Data from an international CTEPH registry (covering Canada and countries in Europe) indicated that 25% of patients with CTEPH did not have a documented history of acute PE . In contrast, one Japanese study found that 67% of patients with CTEPH did not have a documented history of acute PE .
PEA operability assessment, treatment rate and outcomes
One study showed that suitability for PEA was assessed by a surgeon in 18–47% of patients diagnosed with CTEPH in Europe, the USA and Japan .
The proportions of patients with CTEPH who were judged to be suitable candidates for PEA and underwent the procedure were determined in four European studies [10, 12, 14]. PEA was deemed to be feasible in 63–76% of patients in these studies, with a weighted average of 66% (online supplementary figure S2). The proportion of patients with CTEPH judged to be operable who underwent PEA was 71–88%, with a weighted average across the four studies of 85% (online supplementary figure S2). Data from the CTEPH international registry indicated that the proportion of patients with CTEPH judged to be operable or inoperable did not vary significantly according to NYHA FC .

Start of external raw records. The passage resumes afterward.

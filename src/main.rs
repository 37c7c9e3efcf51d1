use signup_counter::{app, load_data, AppState, ServerConfig};
use tokio::fs;
use tracing::info;
use tracing_subscriber::{fmt, EnvFilter};

#[tokio::main]
async fn main() -> Result<(), Box<dyn std::error::Error>> {
    fmt()
        .with_env_filter(EnvFilter::from_default_env().add_directive("info".parse()?))
        .init();

    let config = ServerConfig::from_env();
    if let Some(parent) = config.data_path.parent() {
        fs::create_dir_all(parent).await?;
    }

    let data = load_data(&config.data_path).await;
    info!(count = data.count, "loaded counter from {}", config.data_path.display());

    let state = AppState::new(config.data_path.clone(), data)
        .with_external_form_url(config.external_form_url.clone());
    let router = app::with_cors(app::router(state), config.allowed_origin.as_deref());

    let addr = config.listen_addr();
    info!("listening on http://{addr}");
    let listener = tokio::net::TcpListener::bind(addr).await?;
    axum::serve(listener, router)
        .with_graceful_shutdown(shutdown_signal())
        .await?;

    Ok(())
}

async fn shutdown_signal() {
    if let Err(err) = tokio::signal::ctrl_c().await {
        tracing::error!("failed to listen for shutdown signal: {err}");
        std::future::pending::<()>().await;
    }
    info!("shutting down");
}
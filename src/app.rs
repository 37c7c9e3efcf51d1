use crate::handlers;
use crate::state::AppState;
use axum::{
    http::{header, HeaderValue, Method},
    routing::{get, post},
    Router,
};
use tower_http::cors::CorsLayer;
use tracing::warn;

pub fn router(state: AppState) -> Router {
    Router::new()
        .route("/", get(handlers::index))
        .route("/api/increment-count", post(handlers::increment_count))
        .route("/api/get-count", get(handlers::get_count))
        .with_state(state)
}

/// Adds a CORS layer for `allowed_origin`; an unparsable origin is logged and skipped.
pub fn with_cors(router: Router, allowed_origin: Option<&str>) -> Router {
    let Some(origin) = allowed_origin else {
        return router;
    };

    match HeaderValue::from_str(origin) {
        Ok(origin) => router.layer(
            CorsLayer::new()
                .allow_origin(origin)
                .allow_methods([Method::GET, Method::POST])
                .allow_headers([header::CONTENT_TYPE]),
        ),
        Err(err) => {
            warn!("ignoring ALLOWED_ORIGIN {origin:?}: {err}");
            router
        }
    }
}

PEA survival rates, as assessed in three European studies, were high, with an estimated peri-operative survival rate of ∼95% [15, 18, 55]. A proportion of patients undergoing PEA still experienced pulmonary hypertension after surgery, with the rate of persistent and recurrent pulmonary hypertension following PEA reported in five European studies to be 17–31%, with a weighted average of 30% [5, 10, 16, 17, 19]. However, more recently, Cannon et al.  reported results from a UK national cohort of 880 patients who underwent PEA for CTEPH, showing a post-surgical residual pulmonary hypertension rate of 51%.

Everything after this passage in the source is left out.